By Glenn Minnis | Jan 19, 2017

WASHINGTON (Legal Newsline) – Claim handlers from eight different entities have been ordered by the Federal Trade Commission to provide the government with data illustrating the way they notify class members about settlement agreements and other developments related to their cases.

Government officials insist the heightened measures are all part of their concentrated effort to provide consumers with the strongest protections, as well as gauge the overall effectiveness and response rates of varying forms of notification.

With federal authorities growing increasingly concerned about the perceived fairness of class action settlements, it’s widely believed that such data will show only a nominal percentage of potential class members meet the claim-filing requirements needed to participate in a settlement fund.

The effort is also part of the government’s Class Action Fairness Project, which is designed to ensure that class action settlements provide appropriate benefits to consumers.

“I think all the federal regulatory agencies are following the lead of the (Consumer Financial Protection Bureau) in the way they are cracking down on things,” Scott Pearson, partner with the Philadelphia-based firm of Ballard Spahr LLP, told Legal Newsline. “This is an issue that the FTC has taken a much greater interest in.”
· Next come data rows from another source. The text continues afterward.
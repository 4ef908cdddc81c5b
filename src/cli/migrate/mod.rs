//! Migrate command - applies pending PostgreSQL migrations

use tracing::info;

use crate::config::{AppConfig, StorageBackend};
use crate::infrastructure::storage::{run_storage_migrations, PostgresMigrator};

pub async fn run(config: AppConfig) -> anyhow::Result<()> {
    if config.storage.backend != StorageBackend::Postgres {
        anyhow::bail!("migrate requires storage.backend = \"postgres\"");
    }

    let pool = crate::connect_postgres(&config.storage).await?;
    let applied = run_storage_migrations(&pool).await?;
    let version = PostgresMigrator::new(pool).current_version().await?;

    info!(applied, version = ?version, "Migrations complete");
    Ok(())
}
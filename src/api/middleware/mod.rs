//! Request extractors for authentication and authorization

pub mod admin_auth;
pub mod user_auth;

pub use admin_auth::RequireAdmin;
pub use user_auth::{extract_jwt_token, RequireUser};
//! User validation utilities

use thiserror::Error;

use crate::domain::role::RoleName;

/// Errors that can occur during user validation
#[derive(Debug, Error, Clone, PartialEq)]
pub enum UserValidationError {
    #[error("{0} is required")]
    Required(&'static str),

    #[error("Invalid user ID: '{0}'")]
    InvalidId(String),

    #[error("Password must be at least {0} characters long")]
    PasswordTooShort(usize),

    #[error("Doctor profile requires license number and specialization")]
    MissingDoctorDetails,

    #[error("Role {0} cannot carry a doctor profile")]
    UnexpectedDoctorProfile(RoleName),
}

/// Minimum length for passwords set through an update
pub const MIN_PASSWORD_LENGTH: usize = 6;

/// Validate that a required text field is present and not blank
pub fn validate_required(field: &'static str, value: &str) -> Result<(), UserValidationError> {
    if value.trim().is_empty() {
        return Err(UserValidationError::Required(field));
    }

    Ok(())
}

/// Validate a manually chosen password
///
/// Generated temporary passwords do not go through this check.
pub fn validate_password(password: &str) -> Result<(), UserValidationError> {
    if password.chars().count() < MIN_PASSWORD_LENGTH {
        return Err(UserValidationError::PasswordTooShort(MIN_PASSWORD_LENGTH));
    }

    Ok(())
}

#[cfg(test)]
mod tests {
    use super::*;

    #[test]
    fn test_required_field() {
        assert!(validate_required("Full name", "Jane Roe").is_ok());
        assert_eq!(
            validate_required("Full name", ""),
            Err(UserValidationError::Required("Full name"))
        );
        assert_eq!(
            validate_required("Email", "   "),
            Err(UserValidationError::Required("Email"))
        );
    }

    #[test]
    fn test_password_minimum_length() {
        assert_eq!(
            validate_password("12345"),
            Err(UserValidationError::PasswordTooShort(6))
        );
        assert!(validate_password("123456").is_ok());
    }

    #[test]
    fn test_password_length_counts_characters() {
        // five characters, more than six bytes
        assert!(validate_password("ééééé").is_err());
        assert!(validate_password("éééééé").is_ok());
    }

    #[test]
    fn test_error_messages() {
        assert_eq!(
            UserValidationError::PasswordTooShort(6).to_string(),
            "Password must be at least 6 characters long"
        );
        assert_eq!(
            UserValidationError::UnexpectedDoctorProfile(RoleName::Optician).to_string(),
            "Role OPTICIAN cannot carry a doctor profile"
        );
    }
}
//! Authentication infrastructure module
//!
//! This module provides JWT session tokens for staff login.

mod jwt;

pub use jwt::{JwtClaims, JwtConfig, JwtGenerator, JwtService};
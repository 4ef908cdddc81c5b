//! Role directory implementations

mod postgres_repository;
mod repository;

pub use postgres_repository::PostgresRoleRepository;
pub use repository::InMemoryRoleRepository;
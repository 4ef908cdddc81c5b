use thiserror::Error;

use crate::domain::user::UserValidationError;

/// Core domain errors
#[derive(Debug, Error)]
pub enum DomainError {
    #[error("Not found: {message}")]
    NotFound { message: String },

    #[error("Validation error: {message}")]
    Validation { message: String },

    #[error("Invalid role: {message}")]
    InvalidRole { message: String },

    #[error("Conflict: {message}")]
    Conflict { message: String },

    #[error("Credential error: {message}")]
    Credential { message: String },

    #[error("Configuration error: {message}")]
    Configuration { message: String },

    #[error("Storage error: {message}")]
    Storage { message: String },

    #[error("Internal error: {message}")]
    Internal { message: String },
}

impl DomainError {
    pub fn not_found(message: impl Into<String>) -> Self {
        Self::NotFound {
            message: message.into(),
        }
    }

    pub fn validation(message: impl Into<String>) -> Self {
        Self::Validation {
            message: message.into(),
        }
    }

    pub fn invalid_role(message: impl Into<String>) -> Self {
        Self::InvalidRole {
            message: message.into(),
        }
    }

    pub fn conflict(message: impl Into<String>) -> Self {
        Self::Conflict {
            message: message.into(),
        }
    }

    pub fn credential(message: impl Into<String>) -> Self {
        Self::Credential {
            message: message.into(),
        }
    }

    pub fn configuration(message: impl Into<String>) -> Self {
        Self::Configuration {
            message: message.into(),
        }
    }

    pub fn storage(message: impl Into<String>) -> Self {
        Self::Storage {
            message: message.into(),
        }
    }

    pub fn internal(message: impl Into<String>) -> Self {
        Self::Internal {
            message: message.into(),
        }
    }
}

impl From<UserValidationError> for DomainError {
    fn from(err: UserValidationError) -> Self {
        Self::validation(err.to_string())
    }
}

#[cfg(test)]
mod tests {
    use super::*;

    #[test]
    fn test_not_found_error() {
        let error = DomainError::not_found("User 'abc' not found");
        assert_eq!(error.to_string(), "Not found: User 'abc' not found");
    }

    #[test]
    fn test_validation_error() {
        let error = DomainError::validation("Invalid input");
        assert_eq!(error.to_string(), "Validation error: Invalid input");
    }

    #[test]
    fn test_invalid_role_error() {
        let error = DomainError::invalid_role("NURSE");
        assert_eq!(error.to_string(), "Invalid role: NURSE");
    }

    #[test]
    fn test_conflict_error() {
        let error = DomainError::conflict("This username is already registered.");
        assert_eq!(
            error.to_string(),
            "Conflict: This username is already registered."
        );
    }

    #[test]
    fn test_from_user_validation_error() {
        let error: DomainError = UserValidationError::Required("Email").into();
        assert!(matches!(error, DomainError::Validation { ref message } if message == "Email is required"));
    }
}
The FTC has long relied on the CAFP to monitor class actions, gauging instances when government intervention is called for in the form of filing amicus briefs that provide the court with additional relevant information pertaining to a matter at hand. Pearson isn’t sure how much long that will be the modus operandi.
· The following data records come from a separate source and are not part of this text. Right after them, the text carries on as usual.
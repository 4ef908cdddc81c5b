//! Onboarding message and delivery outcome

use serde::Serialize;

use crate::domain::role::RoleName;

/// Credentials delivered to a newly created account
#[derive(Clone)]
pub struct OnboardingMessage {
    pub email: String,
    pub full_name: String,
    pub username: String,
    pub temporary_password: String,
    pub role_name: RoleName,
}

impl OnboardingMessage {
    pub fn subject(&self) -> &'static str {
        "Welcome to EyeCare - Your Account Credentials"
    }

    /// Plain-text body carrying the temporary credentials
    pub fn text_body(&self) -> String {
        format!(
            "Hello {},\n\n\
             Your account has been created with the role {}. \
             Please use the credentials below to log in.\n\n\
             Username: {}\n\
             Password: {}\n\n\
             Important: please change your password after your first login.\n\n\
             This is an automated message from EyeCare Management System.\n",
            self.full_name, self.role_name, self.username, self.temporary_password
        )
    }
}

impl std::fmt::Debug for OnboardingMessage {
    fn fmt(&self, f: &mut std::fmt::Formatter<'_>) -> std::fmt::Result {
        f.debug_struct("OnboardingMessage")
            .field("email", &self.email)
            .field("full_name", &self.full_name)
            .field("username", &self.username)
            .field("temporary_password", &"[redacted]")
            .field("role_name", &self.role_name)
            .finish()
    }
}

/// Result of a single delivery attempt
#[derive(Debug, Clone, PartialEq, Eq, Serialize)]
#[serde(tag = "status", rename_all = "snake_case")]
pub enum NotificationOutcome {
    Delivered { message_id: Option<String> },
    Failed { reason: String },
}

impl NotificationOutcome {
    pub fn failed(reason: impl Into<String>) -> Self {
        Self::Failed {
            reason: reason.into(),
        }
    }

    pub fn is_delivered(&self) -> bool {
        matches!(self, Self::Delivered { .. })
    }
}

#[cfg(test)]
mod tests {
    use super::*;

    fn message() -> OnboardingMessage {
        OnboardingMessage {
            email: "jroe@example.com".to_string(),
            full_name: "Jane Roe".to_string(),
            username: "jroe".to_string(),
            temporary_password: "Ab3$xYz9".to_string(),
            role_name: RoleName::Receptionist,
        }
    }

    #[test]
    fn test_text_body_contains_credentials() {
        let body = message().text_body();

        assert!(body.contains("Hello Jane Roe"));
        assert!(body.contains("role RECEPTIONIST"));
        assert!(body.contains("Username: jroe"));
        assert!(body.contains("Password: Ab3$xYz9"));
    }

    #[test]
    fn test_debug_redacts_temporary_password() {
        let debug = format!("{:?}", message());

        assert!(!debug.contains("Ab3$xYz9"));
        assert!(debug.contains("[redacted]"));
    }

    #[test]
    fn test_outcome_delivery_flag() {
        assert!(NotificationOutcome::Delivered { message_id: None }.is_delivered());
        assert!(!NotificationOutcome::failed("connection refused").is_delivered());
    }
}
Current FTC Chairwoman Edith Ramirez recently announced her resignation and with the incoming Trump administration having a completely different view of what makes for good regulatory enforcement than outgoing Obama staffers, everything is up in the air.

“It’s quite possible there will be a complete change of course,” said Pearson. “There’s no question Republicans are much more interested in deregulation in the name of creating a better business environment. They tend to have more of a let the markets operate on their own approach to things.”

Part of the updated data gathered for CAFP will come from two proposed studies the government is preparing to undertake.

Researchers note the Notice Study will be conducted entirely online with investigators looking to monitor how well consumers actually comprehend the often complex announcements they receive outlining the options they have in determining if they will be part of any legal action.

In arriving at their conclusion, staffers plan to directly interact with consumers who have recently received class action notices.

The end goal for researchers will be ascertaining whether consumers who receive class action settlement notices fully comprehend the process and the consequences of their actions after the fact of having been notified about ongoing developments.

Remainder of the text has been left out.